No, this is not the beloved character from the popular Transformers movie franchise, but an autonomous stacker forklift that could very well be the superhero for the logistics industry.
The brainchild of one-year-old startup Xiaoxin Machines (also known as xSquare), Bumblebee made its debut in August, after nearly six months of development. The proprietary autonomous forklift aims to help logistics companies address the perennial industry problem of labour crunch, and tap technology to boost productivity and efficiency. Bumblebee can work safely alongside workers during the day, and continue working through the night even after the people go home.
Over the next two years, it will be joined by its family of autonomous material handling equipment of varying heights and lifting capacity. Called Drift, Fortress, Hoist, Springer and Side Swipe, their functions range from pallet trucks, electric forklifts, tow tractors and reach trucks to meet different factory needs.
The vision, says xSquare's Director Kelvin Tay, is for these robots to work seamlessly alongside humans for smarter logistics solutions. "In the future, warehouses should be like a living organism. It should adapt itself to the needs of the business and we want to play a part in this process to have a warehouse that has very interesting and intelligent hardware," shares Mr Tay.
But Mr Tay and his team are mindful of the constraints that companies face. "To build a truly unmanned warehouse, you need to tear down the existing building or start from scratch from a plot of land and tailor [accordingly], but that is not viable and too expensive for most companies," he explains. "We want to help companies leverage autonomous technology for existing warehouses to optimise their operations immediately without any changes to the warehouse configuration."
Bumblebee is a plug-and-play equipment that can be added to any existing facility and work in proximity with workers. It features multiple sensors that give it a 360-degree view of its position in the warehouse. When it encounters obstacles, it uses xSquare's proprietary algorithms to react to different kinds of situations. If it encounters a moving object - say a human - it could stop to let the latter pass first. But if a stationary object is blocking its path, it can instead reroute to complete its task, instead of halting operations.
One factor that differentiates Bumblebee from its competitors is its level of customisation to meet local needs, says Mr Tay. Most competing products are from Europe, and are made for warehouses with wider aisle spaces, he explains. However, warehouses in Singapore usually have a tighter aisle space due to space constraints. As such, Bumblebee is designed to navigate in narrow aisle space of 2.5 metres, compared to 3 metres by other products in the market, adds Mr Tay.
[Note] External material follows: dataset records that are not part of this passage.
//! Input subsystem.
//!
//! The public API does not expose winit types. The runtime translates platform
//! events into `InputEvent`s and feeds them through `InputState::apply_event`,
//! which keeps held state and records per-frame transitions in `InputFrame`.

mod frame;
mod state;
mod types;

pub use frame::InputFrame;
pub use state::InputState;
pub use types::{
    InputEvent,
    Key,
    KeyState,
    Modifiers,
    MouseButton,
    MouseButtonState,
    MouseWheelDelta,
    PointerButtonEvent,
    PointerMoveEvent,
};
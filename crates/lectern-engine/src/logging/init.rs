use std::sync::Once;

/// Logger configuration.
///
/// `env_filter` uses `env_logger` filter syntax (e.g. "info",
/// "lectern_desk=debug,wgpu_core=warn"). When unset, `RUST_LOG` is consulted.
#[derive(Debug, Clone)]
pub struct LoggingConfig {
    pub env_filter: Option<String>,
    pub write_style: env_logger::WriteStyle,
}

impl Default for LoggingConfig {
    fn default() -> Self {
        Self {
            env_filter: None,
            write_style: env_logger::WriteStyle::Auto,
        }
    }
}

static INIT: Once = Once::new();

/// Installs the global logger. Later calls are ignored.
pub fn init_logging(config: LoggingConfig) {
    INIT.call_once(|| {
        let mut builder = env_logger::Builder::new();

        if let Some(filter) = config.env_filter {
            builder.parse_filters(&filter);
        } else if let Ok(filter) = std::env::var("RUST_LOG") {
            builder.parse_filters(&filter);
        } else {
            builder.filter_level(log::LevelFilter::Info);
            // wgpu is chatty at info.
            builder.filter_module("wgpu_core", log::LevelFilter::Warn);
            builder.filter_module("wgpu_hal", log::LevelFilter::Warn);
            builder.filter_module("naga", log::LevelFilter::Warn);
        }

        builder.write_style(config.write_style);
        builder.init();

        log::debug!("logging initialized");
    });
}
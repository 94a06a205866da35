//! Window + runtime loop.
//!
//! Owns the `winit` EventLoop and Window, and wires them to the GPU layer.

mod runtime;

pub use runtime::{CursorMode, Runtime, RuntimeConfig, RuntimeCtx};
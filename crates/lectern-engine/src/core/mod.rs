//! Core engine-facing contracts.
//!
//! The interface between the runtime (platform loop) and the application:
//! a one-time setup hook per window, window events, and one call per frame.

mod app;
mod ctx;

pub use app::{App, AppControl};
pub use ctx::{FrameCtx, WindowCtx};
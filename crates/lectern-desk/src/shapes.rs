//! Static geometry for the desk scene.
//!
//! Every shape is a fully expanded triangle list with flat face normals and
//! hand-authored UVs. The tables are data, not generators, so each face keeps
//! exactly the texture mapping it was authored with.

use lectern_engine::render::mesh::{MeshData, Vertex};

/// Shapes the scene can build a mesh for.
#[derive(Debug, Copy, Clone, Eq, PartialEq, Hash)]
pub enum ShapeKind {
    /// Small cube drawn at each light.
    Marker,
    Plane,
    StorageBox,
    BookCover,
    BookPages,
    Wand,
    Mug,
}

impl ShapeKind {
    pub const ALL: [ShapeKind; 7] = [
        ShapeKind::Marker,
        ShapeKind::Plane,
        ShapeKind::StorageBox,
        ShapeKind::BookCover,
        ShapeKind::BookPages,
        ShapeKind::Wand,
        ShapeKind::Mug,
    ];

    pub fn label(self) -> &'static str {
        match self {
            ShapeKind::Marker => "light marker",
            ShapeKind::Plane => "floor plane",
            ShapeKind::StorageBox => "storage box",
            ShapeKind::BookCover => "book cover",
            ShapeKind::BookPages => "book pages",
            ShapeKind::Wand => "wand",
            ShapeKind::Mug => "mug",
        }
    }

    pub fn vertices(self) -> &'static [Vertex] {
        match self {
            ShapeKind::Marker => MARKER,
            ShapeKind::Plane => PLANE,
            ShapeKind::StorageBox => STORAGE_BOX,
            ShapeKind::BookCover => BOOK_COVER,
            ShapeKind::BookPages => BOOK_PAGES,
            ShapeKind::Wand => WAND,
            ShapeKind::Mug => MUG,
        }
    }
}

/// CPU-side mesh for `kind`, ready for `GpuMesh::upload`.
pub fn build_mesh(kind: ShapeKind) -> MeshData<'static> {
    MeshData::new(kind.label(), kind.vertices())
}

const fn v(position: [f32; 3], normal: [f32; 3], uv: [f32; 2]) -> Vertex {
    Vertex::new(position, normal, uv)
}

/// Unit cube standing on the origin, drawn at each light position.
pub const MARKER: &[Vertex] = &[
    v([-0.5, 0.0, -0.5], [0.0, -1.0, 0.0], [0.0, 0.0]),
    v([0.5, 0.0, -0.5], [0.0, -1.0, 0.0], [1.0, 0.0]),
    v([0.5, 0.0, 0.5], [0.0, -1.0, 0.0], [1.0, 1.0]),
    v([-0.5, 0.0, -0.5], [0.0, -1.0, 0.0], [0.0, 0.0]),
    v([-0.5, 0.0, 0.5], [0.0, -1.0, 0.0], [0.0, 1.0]),
    v([0.5, 0.0, 0.5], [0.0, -1.0, 0.0], [1.0, 1.0]),
    v([-0.5, 1.0, -0.5], [0.0, 1.0, 0.0], [0.0, 0.0]),
    v([0.5, 1.0, -0.5], [0.0, 1.0, 0.0], [1.0, 0.0]),
    v([0.5, 1.0, 0.5], [0.0, 1.0, 0.0], [1.0, 1.0]),
    v([-0.5, 1.0, -0.5], [0.0, 1.0, 0.0], [0.0, 0.0]),
    v([-0.5, 1.0, 0.5], [0.0, 1.0, 0.0], [0.0, 1.0]),
    v([0.5, 1.0, 0.5], [0.0, 1.0, 0.0], [1.0, 1.0]),
    v([-0.5, 0.0, -0.5], [0.0, 0.0, -1.0], [0.0, 0.0]),
    v([0.5, 0.0, -0.5], [0.0, 0.0, -1.0], [1.0, 0.0]),
    v([0.5, 1.0, -0.5], [0.0, 0.0, -1.0], [1.0, 1.0]),
    v([-0.5, 0.0, -0.5], [0.0, 0.0, -1.0], [0.0, 0.0]),
    v([-0.5, 1.0, -0.5], [0.0, 0.0, -1.0], [0.0, 1.0]),
    v([0.5, 1.0, -0.5], [0.0, 0.0, -1.0], [1.0, 1.0]),
    v([-0.5, 1.0, -0.5], [-1.0, 0.0, 0.0], [0.0, 0.0]),
    v([-0.5, 0.0, -0.5], [-1.0, 0.0, 0.0], [1.0, 0.0]),
    v([-0.5, 0.0, 0.5], [-1.0, 0.0, 0.0], [1.0, 1.0]),
    v([-0.5, 1.0, -0.5], [-1.0, 0.0, 0.0], [0.0, 0.0]),
    v([-0.5, 1.0, 0.5], [-1.0, 0.0, 0.0], [0.0, 1.0]),
    v([-0.5, 0.0, 0.5], [-1.0, 0.0, 0.0], [1.0, 1.0]),
    v([0.5, 0.0, -0.5], [1.0, 0.0, 0.0], [1.0, 1.0]),
    v([0.5, 1.0, -0.5], [1.0, 0.0, 0.0], [1.0, 0.0]),
    v([0.5, 1.0, 0.5], [1.0, 0.0, 0.0], [0.0, 0.0]),
    v([0.5, 0.0, -0.5], [1.0, 0.0, 0.0], [1.0, 1.0]),
    v([0.5, 0.0, 0.5], [1.0, 0.0, 0.0], [0.0, 1.0]),
    v([0.5, 1.0, 0.5], [1.0, 0.0, 0.0], [0.0, 0.0]),
    v([-0.5, 0.0, 0.5], [0.0, 0.0, 1.0], [0.0, 0.0]),
    v([0.5, 0.0, 0.5], [0.0, 0.0, 1.0], [1.0, 0.0]),
    v([0.5, 1.0, 0.5], [0.0, 0.0, 1.0], [1.0, 1.0]),
    v([-0.5, 0.0, 0.5], [0.0, 0.0, 1.0], [0.0, 0.0]),
    v([-0.5, 1.0, 0.5], [0.0, 0.0, 1.0], [0.0, 1.0]),
    v([0.5, 1.0, 0.5], [0.0, 0.0, 1.0], [1.0, 1.0]),
];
Before each sale, xSquare's team would consult potential clients to understand their needs and constraints, and advise them on ways to integrate the machine into their warehouse. The team can configure Bumblebee to fit specific needs, such as retrofitting it with accessories like RFID or QR code scanners for stocktaking. Up to 100 permutations of this machine are currently available to handle varying needs of customers.
Such bespoke service is possible because xSquare develops its proprietary technology in-house, by hiring a team of engineers with expertise in robotics.
"But we are not under the illusion we can do everything ourselves," said Mr Tay, who emphasises that working with partners is crucial to developing Bumblebee. xSquare adopted a wireless charging solution developed by startup Xnergy for Bumblebee, enabling an "opportunistic charging" mode where the robot automatically returns to the charging bay to recharge during periods of downtime.
xSquare's network of partners stem from its larger connections with the industry. The startup is a subsidiary of Goldbell, an industrial vehicle distribution and leasing company with a fleet of over 8,500 vehicles from forklifts to commercial vehicles. The four-decade old company has a Future Mobility division to explore trends such as electric vehicles and autonomous technology, from which xSquare was conceptualised. It also has various channels such as venture capital arm and an accelerator programme launched in August 2019 to fund and mentor mobility, transport and logistics startups.
These strong networks and firm understanding of the industry has helped xSquare develop intelligent warehousing solutions that are practical. Already, Bumblebee has garnered a strong interest in the two months since its launch. xSquare has clinched one sales contract with a multi-national corporation, on top of receiving a number of enquiries from Hong Kong, India, Russia and Vietnam, among others.
On xSquare's future prospects, Mr Tay believes that the horizon ahead is bright. He quips that they are always on the hunt to grow its pool of software engineers who have "a passion for robotics".
xSquare's General Manager Keith Liew adds that the cross between robotics and logistics makes for an exciting field. "We're in the initial stages of creating products. Unlike big tech companies, who have to abide by a certain set of fixed protocols, we have a flat hierarchy and we are flexible and nimble. The inputs from our engineers involved in the process are heard, enabling us to make great products from the ground up.